**Required work**
Include only the line with "its mime type." and the lines after it, each reproduced exactly as it stands in the entries below.

[Excerpts from a dataset]

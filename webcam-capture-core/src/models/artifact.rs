use std::sync::Arc;
use std::time::Duration;

use sha2::{Digest, Sha256};

use super::metadata::SessionMetadata;

/// A finalized recording: the concatenated encoder output and its mime type.
///
/// The payload is immutable and cheaply cloneable, so a caller can derive any
/// number of downloads from one artifact.
#[derive(Debug, Clone, PartialEq, Eq)]
pub struct Artifact {
    data: Arc<[u8]>,
    mime_type: String,
    chunk_count: usize,
    duration: Duration,
}

impl Artifact {
    pub fn new(data: Vec<u8>, mime_type: impl Into<String>, chunk_count: usize, duration: Duration) -> Self {
        Self {
            data: data.into(),
            mime_type: mime_type.into(),
            chunk_count,
            duration,
        }
    }

    pub fn bytes(&self) -> &[u8] {
        &self.data
    }

    pub fn shared_bytes(&self) -> Arc<[u8]> {
        Arc::clone(&self.data)
    }

    pub fn size(&self) -> usize {
        self.data.len()
    }

    pub fn is_empty(&self) -> bool {
        self.data.is_empty()
    }

    pub fn mime_type(&self) -> &str {
        &self.mime_type
    }

    /// Number of non-empty chunks that made up the payload.
    pub fn chunk_count(&self) -> usize {
        self.chunk_count
    }

    /// Wall-clock time between encoder start and stop.
    pub fn duration(&self) -> Duration {
        self.duration
    }

    /// SHA-256 of the payload, lowercase hex.
    pub fn checksum(&self) -> String {
        let digest = Sha256::digest(self.bytes());
        digest.iter().map(|b| format!("{:02x}", b)).collect()
    }
}

/// The pair handed to the caller once a session completes.
///
/// The core only produces the artifact; the metadata record is assembled by
/// the caller and travels alongside it untouched.
#[derive(Debug, Clone, PartialEq)]
pub struct SessionOutcome {
    pub artifact: Option<Artifact>,
    pub metadata: SessionMetadata,
}

impl SessionOutcome {
    pub fn new(artifact: Option<Artifact>, metadata: SessionMetadata) -> Self {
        Self { artifact, metadata }
    }

    pub fn has_video(&self) -> bool {
        self.artifact.is_some()
    }
}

**Written answer**
/// A finalized recording: the concatenated encoder output and its mime type.
///
/// The payload is immutable and cheaply cloneable, so a caller can derive any
/// number of downloads from one artifact.
#[derive(Debug, Clone, PartialEq, Eq)]
pub struct Artifact {
    data: Arc<[u8]>,
    mime_type: String,
    chunk_count: usize,
    duration: Duration,
}

impl Artifact {
    pub fn new(data: Vec<u8>, mime_type: impl Into<String>, chunk_count: usize, duration: Duration) -> Self {
        Self {
            data: data.into(),
            mime_type: mime_type.into(),
            chunk_count,
            duration,
        }
    }

    pub fn bytes(&self) -> &[u8] {
        &self.data
    }

    pub fn shared_bytes(&self) -> Arc<[u8]> {
        Arc::clone(&self.data)
    }

    pub fn size(&self) -> usize {
        self.data.len()
    }

    pub fn is_empty(&self) -> bool {
        self.data.is_empty()
    }

    pub fn mime_type(&self) -> &str {
        &self.mime_type
    }

    /// Number of non-empty chunks that made up the payload.
    pub fn chunk_count(&self) -> usize {
        self.chunk_count
    }

    /// Wall-clock time between encoder start and stop.
    pub fn duration(&self) -> Duration {
        self.duration
    }

    /// SHA-256 of the payload, lowercase hex.
    pub fn checksum(&self) -> String {
        let digest = Sha256::digest(self.bytes());
        digest.iter().map(|b| format!("{:02x}", b)).collect()
    }
}

/// The pair handed to the caller once a session completes.
///
/// The core only produces the artifact; the metadata record is assembled by
/// the caller and travels alongside it untouched.
#[derive(Debug, Clone, PartialEq)]
pub struct SessionOutcome {
    pub artifact: Option<Artifact>,
    pub metadata: SessionMetadata,
}

impl SessionOutcome {
    pub fn new(artifact: Option<Artifact>, metadata: SessionMetadata) -> Self {
        Self { artifact, metadata }
    }

    pub fn has_video(&self) -> bool {
        self.artifact.is_some()
    }
}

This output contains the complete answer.